— About this task —
Copy word for word each line from the one that has "let second = Controller::start(options.clone());" to the last line of the records, with no other lines.

----

// Wire types for the Catalyst Center intent API.
//
// List endpoints wrap their payload in `{"response": [...]}`; mutating
// endpoints answer with an execution handle that is polled separately.

use serde::{Deserialize, Deserializer, Serialize};
use serde_json::Value;

// ── Envelopes ───────────────────────────────────────────────────────

/// The `{"response": ...}` wrapper used by every intent read endpoint.
#[derive(Debug, Deserialize)]
pub struct Envelope<T> {
    pub response: T,
}

#[derive(Debug, Deserialize)]
pub(crate) struct TokenResponse {
    #[serde(rename = "Token")]
    pub token: String,
}

// ── Sites ───────────────────────────────────────────────────────────

/// A site hierarchy record as returned by `GET /dna/intent/api/v1/site`.
#[derive(Debug, Clone, Deserialize, Serialize)]
#[serde(rename_all = "camelCase")]
pub struct Site {
    pub id: String,
    pub name: String,
    #[serde(default)]
    pub site_name_hierarchy: Option<String>,
    #[serde(default)]
    pub parent_id: Option<String>,
    #[serde(default)]
    pub additional_info: Vec<AdditionalInfo>,
}

#[derive(Debug, Clone, Default, Deserialize, Serialize)]
pub struct AdditionalInfo {
    #[serde(default)]
    pub namespace: Option<String>,
    #[serde(default)]
    pub attributes: serde_json::Map<String, Value>,
}

impl Site {
    /// The site type advertised in `additionalInfo[*].attributes.type`.
    pub fn site_type(&self) -> Option<&str> {
        self.additional_info
            .iter()
            .find_map(|info| info.attributes.get("type").and_then(Value::as_str))
    }

    /// Full hierarchy path, falling back to the bare name.
    pub fn hierarchy(&self) -> &str {
        self.site_name_hierarchy.as_deref().unwrap_or(&self.name)
    }
}

/// Body for `POST /dna/intent/api/v1/site`.
///
/// Serializes as `{"type": "building", "site": {"building": {...}}}`.
#[derive(Debug, Clone, Serialize)]
pub struct SiteCreateRequest {
    #[serde(rename = "type")]
    pub site_type: &'static str,
    pub site: SiteSpec,
}

impl SiteCreateRequest {
    pub fn new(site: SiteSpec) -> Self {
        let site_type = match &site {
            SiteSpec::Area(_) => "area",
            SiteSpec::Building(_) => "building",
            SiteSpec::Floor(_) => "floor",
        };
        Self { site_type, site }
    }
}

#[derive(Debug, Clone, Serialize)]
#[serde(rename_all = "lowercase")]
pub enum SiteSpec {
    Area(AreaSpec),
    Building(BuildingSpec),
    Floor(FloorSpec),
}

#[derive(Debug, Clone, Serialize)]
#[serde(rename_all = "camelCase")]
pub struct AreaSpec {
    pub name: String,
    pub parent_name: String,
}

#[derive(Debug, Clone, Serialize)]
#[serde(rename_all = "camelCase")]
pub struct BuildingSpec {
    pub name: String,
    pub parent_name: String,
    #[serde(skip_serializing_if = "Option::is_none")]
    pub latitude: Option<f64>,
    #[serde(skip_serializing_if = "Option::is_none")]
    pub longitude: Option<f64>,
    #[serde(skip_serializing_if = "Option::is_none")]
    pub address: Option<String>,
    #[serde(skip_serializing_if = "Option::is_none")]
    pub country: Option<String>,
}

#[derive(Debug, Clone, Serialize)]
#[serde(rename_all = "camelCase")]
pub struct FloorSpec {
    pub name: String,
    pub parent_name: String,
    pub rf_model: String,
    pub width: f64,
    pub length: f64,
    pub height: f64,
    #[serde(skip_serializing_if = "Option::is_none")]
    pub floor_number: Option<i32>,
}

// ── Global pools ────────────────────────────────────────────────────

/// A global IP pool as returned by `GET /dna/intent/api/v1/global-pool`.
#[derive(Debug, Clone, Deserialize, Serialize)]
#[serde(rename_all = "camelCase")]
pub struct GlobalPool {
    pub id: String,
    pub ip_pool_name: String,
    pub ip_pool_cidr: String,
    #[serde(default)]
    pub gateways: Vec<String>,
    #[serde(default)]
    pub dhcp_server_ips: Vec<String>,
    #[serde(default)]
    pub dns_server_ips: Vec<String>,
    #[serde(default, deserialize_with = "lenient_count")]
    pub used_ip_address_count: Option<u64>,
    #[serde(default, deserialize_with = "lenient_count")]
    pub total_ip_address_count: Option<u64>,
    #[serde(default, deserialize_with = "lenient_count")]
    pub total_assignable_ip_address_count: Option<u64>,
}

/// Body for `POST /dna/intent/api/v1/global-pool`.
#[derive(Debug, Clone, Serialize)]
#[serde(rename_all = "camelCase")]
pub struct GlobalPoolCreateRequest {
    pub name: String,
    pub pool_type: String,
    pub address_space: AddressSpace,
}

#[derive(Debug, Clone, Serialize)]
#[serde(rename_all = "camelCase")]
pub struct AddressSpace {
    pub subnet: String,
    pub prefix_length: u8,
    #[serde(skip_serializing_if = "Option::is_none")]
    pub gateway_ip_address: Option<String>,
    #[serde(skip_serializing_if = "Vec::is_empty")]
    pub dhcp_servers: Vec<String>,
    #[serde(skip_serializing_if = "Vec::is_empty")]
    pub dns_servers: Vec<String>,
}

// ── Reservations ────────────────────────────────────────────────────

/// A site-scoped reservation as returned by `GET /reserve-ip-subpool?siteId=`.
#[derive(Debug, Clone, Deserialize, Serialize)]
#[serde(rename_all = "camelCase")]
pub struct Reservation {
    pub id: String,
    pub group_name: String,
    #[serde(default)]
    pub site_id: Option<String>,
    #[serde(default)]
    pub ip_pools: Vec<ReservedPool>,
}

#[derive(Debug, Clone, Deserialize, Serialize)]
#[serde(rename_all = "camelCase")]
pub struct ReservedPool {
    #[serde(default)]
    pub id: Option<String>,
    pub ip_pool_cidr: String,
    #[serde(default)]
    pub parent_uuid: Option<String>,
    #[serde(default)]
    pub ipv6: Option<bool>,
    #[serde(default)]
    pub gateways: Vec<String>,
    #[serde(default, deserialize_with = "lenient_count")]
    pub used_ip_address_count: Option<u64>,
    #[serde(default, deserialize_with = "lenient_count")]
    pub total_ip_address_count: Option<u64>,
}

impl Reservation {
    /// The IPv4 sub-pool carried by this reservation, if any.
    pub fn ipv4_pool(&self) -> Option<&ReservedPool> {
        self.ip_pools.iter().find(|p| p.ipv6 != Some(true))
    }
}

/// Body for `POST /dna/intent/api/v1/reserve-ip-subpool/{siteId}`.
#[derive(Debug, Clone, Serialize)]
#[serde(rename_all = "camelCase")]
pub struct ReservationCreateRequest {
    pub name: String,
    #[serde(rename = "type")]
    pub pool_type: String,
    pub ipv4_global_pool: String,
    pub ipv4_prefix: bool,
    pub ipv4_prefix_length: u8,
    pub ipv4_subnet: String,
    #[serde(rename = "ipv4GateWay")]
    pub ipv4_gateway: String,
    #[serde(skip_serializing_if = "Vec::is_empty")]
    pub ipv4_dhcp_servers: Vec<String>,
    #[serde(skip_serializing_if = "Vec::is_empty")]
    pub ipv4_dns_servers: Vec<String>,
}

// ── Execution status ────────────────────────────────────────────────

/// Response to any accepted mutating call.
///
/// A handle with neither id nor URL means the controller finished the
/// work synchronously.
#[derive(Debug, Clone, Default, Deserialize, Serialize)]
#[serde(rename_all = "camelCase")]
pub struct TaskHandle {
    #[serde(default)]
    pub execution_id: Option<String>,
    #[serde(default)]
    pub execution_status_url: Option<String>,
    #[serde(default)]
    pub message: Option<String>,
}

impl TaskHandle {
    pub fn is_synchronous(&self) -> bool {
        self.execution_id.is_none() && self.execution_status_url.is_none()
    }

    /// Best identifier for logs and reports.
    pub fn label(&self) -> Option<&str> {
        self.execution_id
            .as_deref()
            .or(self.execution_status_url.as_deref())
    }
}

/// `GET .../execution-status/{id}` body.
#[derive(Debug, Clone, Default, Deserialize)]
#[serde(rename_all = "camelCase")]
pub struct ExecutionStatus {
    #[serde(default)]
    pub status: Option<String>,
    #[serde(default)]
    pub bapi_error: Option<String>,
    #[serde(default)]
    pub bapi_sync_response_json: Option<Value>,
    #[serde(default)]
    pub is_error: Option<bool>,
    #[serde(default)]
    pub failure_reason: Option<String>,
    #[serde(default)]
    pub end_time: Option<Value>,
    #[serde(default)]
    pub end_time_epoch: Option<Value>,
    #[serde(default)]
    pub bapi_name: Option<String>,
}

/// Interpreted state of an execution.
#[derive(Debug, Clone, PartialEq, Eq)]
pub enum ExecutionPhase {
    InProgress,
    Succeeded,
    Failed(String),
}

impl ExecutionStatus {
    pub fn phase(&self) -> ExecutionPhase {
        let status = self.status.as_deref().map(str::to_ascii_uppercase);
        match status.as_deref() {
            Some("SUCCESS") => self
                .sync_failure()
                .map_or(ExecutionPhase::Succeeded, ExecutionPhase::Failed),
            Some("FAILURE" | "FAILED") => ExecutionPhase::Failed(self.failure_detail()),
            _ if self.is_error == Some(true) => ExecutionPhase::Failed(self.failure_detail()),
            _ if self.has_ended() => ExecutionPhase::Succeeded,
            _ => ExecutionPhase::InProgress,
        }
    }

    /// Older releases report completion only through an end timestamp.
    fn has_ended(&self) -> bool {
        [&self.end_time, &self.end_time_epoch]
            .into_iter()
            .flatten()
            .any(|v| match v {
                Value::Null | Value::Bool(false) => false,
                Value::String(s) => !s.is_empty(),
                Value::Number(n) => n.as_u64() != Some(0),
                _ => true,
            })
    }

    /// A "successful" execution can still carry a business-level failure.
    fn sync_failure(&self) -> Option<String> {
        if let Some(err) = self.bapi_error.as_deref().filter(|e| !e.is_empty()) {
            return Some(err.to_owned());
        }

        let sync = match self.bapi_sync_response_json.as_ref()? {
            Value::String(raw) => serde_json::from_str::<Value>(raw).ok()?,
            other => other.clone(),
        };
        let failed = match sync.get("status") {
            Some(Value::Bool(ok)) => !ok,
            Some(Value::String(s)) => s.eq_ignore_ascii_case("false"),
            _ => false,
        };
        failed.then(|| {
            sync.get("message")
                .or_else(|| sync.get("description"))
                .and_then(Value::as_str)
                .unwrap_or("operation reported failure")
                .to_owned()
        })
    }

    fn failure_detail(&self) -> String {
        self.bapi_error
            .clone()
            .filter(|e| !e.is_empty())
            .or_else(|| self.failure_reason.clone())
            .unwrap_or_else(|| "task failed".into())
    }
}

// ── Helpers ─────────────────────────────────────────────────────────

/// Address counts arrive as numbers on most releases and as strings on some.
fn lenient_count<'de, D>(deserializer: D) -> Result<Option<u64>, D::Error>
where
    D: Deserializer<'de>,
{
    Ok(match Option::<Value>::deserialize(deserializer)? {
        Some(Value::Number(n)) => n.as_u64(),
        Some(Value::String(s)) => s.parse().ok(),
        _ => None,
    })
}
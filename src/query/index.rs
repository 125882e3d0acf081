//! Inverted indexes and the per-service index manager
//!
//! Every indexed word maps to the documents it appears in, together with a
//! raw occurrence score and the service type of the document. Services share
//! index buckets (all file services typically live in one index, emails in
//! another); the manager resolves a service id to its bucket.

use std::collections::HashMap;
use std::sync::Arc;

/// One posting in an inverted index
#[derive(Debug, Clone, Copy, PartialEq, Eq)]
pub struct IndexItem {
    /// Document id
    pub id: u32,
    /// Service type of the document
    pub service_type_id: u32,
    /// Raw occurrence score
    pub score: u32,
}

/// An in-memory inverted index: word -> postings
#[derive(Debug, Default)]
pub struct InvertedIndex {
    words: HashMap<String, Vec<IndexItem>>,
}

impl InvertedIndex {
    pub fn new() -> Self {
        InvertedIndex::default()
    }

    /// Add a posting for `word`. Postings keep insertion order.
    pub fn add(&mut self, word: &str, id: u32, service_type_id: u32, score: u32) {
        self.words.entry(word.to_string()).or_default().push(IndexItem {
            id,
            service_type_id,
            score,
        });
    }

    /// All postings for a word
    pub fn word_hits(&self, word: &str) -> Option<&[IndexItem]> {
        self.words.get(word).map(Vec::as_slice)
    }

    pub fn word_count(&self) -> usize {
        self.words.len()
    }
}

/// Resolves service ids to their index buckets
#[derive(Default)]
pub struct IndexManager {
    indexes: Vec<Arc<InvertedIndex>>,
    by_service: HashMap<u32, usize>,
}

impl IndexManager {
    pub fn new() -> Self {
        IndexManager::default()
    }

    /// Register an index bucket serving the given service type ids
    pub fn register(&mut self, index: Arc<InvertedIndex>, service_type_ids: &[u32]) {
        let slot = self.indexes.len();
        self.indexes.push(index);
        for id in service_type_ids {
            self.by_service.insert(*id, slot);
        }
    }

    /// The bucket slot a service id resolves to
    pub fn slot_for_service(&self, service_type_id: u32) -> Option<usize> {
        self.by_service.get(&service_type_id).copied()
    }

    pub fn index_at(&self, slot: usize) -> Option<&Arc<InvertedIndex>> {
        self.indexes.get(slot)
    }

    /// Every registered bucket, in registration order
    pub fn slots(&self) -> impl Iterator<Item = usize> {
        0..self.indexes.len()
    }
}
#[cfg(test)]
mod tests {
    use super::*;

    #[test]
    fn test_url_under_mount() {
        let mount = mount_url_prefix("/media/usb/");
        assert!(url_under_mount("file:///media/usb/a.jpg", &mount));
        assert!(url_under_mount("file:///media/usb", &mount));
        assert!(!url_under_mount("file:///media/usbdrive/a.jpg", &mount));
        assert!(!url_under_mount("file:///home/user/a.jpg", &mount));
    }

    #[test]
    fn test_start_and_stop() {
        let options = ControllerOptions {
            service_name: "org.freedesktop.Tracker1.Writeback.TestStartStop".to_string(),
            shutdown_timeout: 0,
            ..ControllerOptions::default()
        };

        let controller = Controller::start(options).unwrap();
        let pid = controller.handle().get_pid().unwrap();
        assert_eq!(pid, std::process::id());
        controller.stop();
    }

    #[test]
    fn test_duplicate_service_name_fails_init() {
        let options = ControllerOptions {
            service_name: "org.freedesktop.Tracker1.Writeback.TestDuplicate".to_string(),
            shutdown_timeout: 0,
            ..ControllerOptions::default()
        };

        let first = Controller::start(options.clone()).unwrap();
        let second = Controller::start(options.clone());
        assert!(matches!(second, Err(WritebackError::Init(_))));

        first.stop();

        // Once the first owner is gone the name can be claimed again
        let third = Controller::start(options).unwrap();
        third.stop();
    }
}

----

— Solution below —
        let second = Controller::start(options.clone());
        assert!(matches!(second, Err(WritebackError::Init(_))));

        first.stop();

        // Once the first owner is gone the name can be claimed again
        let third = Controller::start(options).unwrap();
        third.stop();
    }
}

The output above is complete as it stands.